* PROBLEM REQUIREMENTS *
Check each line below for the word "clamp". Then give only how many lines have it.

* Saved entries *
***

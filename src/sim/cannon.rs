//! Launch power and tunnel aim

use serde::{Deserialize, Serialize};

use crate::config::Tuning;

/// Player-adjustable launch parameters
#[derive(Debug, Clone, PartialEq, Serialize, Deserialize)]
pub struct Cannon {
    /// Launch speed
    pub momentum: f32,
    /// Tunnel elevation (radians above horizontal)
    pub aim: f32,
    momentum_min: f32,
    momentum_max: f32,
    aim_max: f32,
}

impl Cannon {
    pub fn new(tuning: &Tuning) -> Self {
        Self {
            momentum: tuning.momentum_start,
            aim: 0.0,
            momentum_min: tuning.momentum_min,
            momentum_max: tuning.momentum_max,
            aim_max: tuning.aim_max,
        }
    }

    /// Change momentum by `delta`, pinned to the allowed range
    pub fn adjust_power(&mut self, delta: f32) -> f32 {
        self.momentum = (self.momentum + delta).clamp(self.momentum_min, self.momentum_max);
        self.momentum
    }

    /// Rotate the tunnel by `delta`, pinned to `[0, aim_max]`
    pub fn adjust_aim(&mut self, delta: f32) -> f32 {
        self.aim = (self.aim + delta).clamp(0.0, self.aim_max);
        self.aim
    }

    /// Momentum as a 0-1 fraction of its range (power gauge fill)
    pub fn power_fraction(&self) -> f32 {
        (self.momentum - self.momentum_min) / (self.momentum_max - self.momentum_min)
    }

    pub fn momentum_range(&self) -> (f32, f32) {
        (self.momentum_min, self.momentum_max)
    }
}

***

* SOLUTION TO THE PROBLEM *
2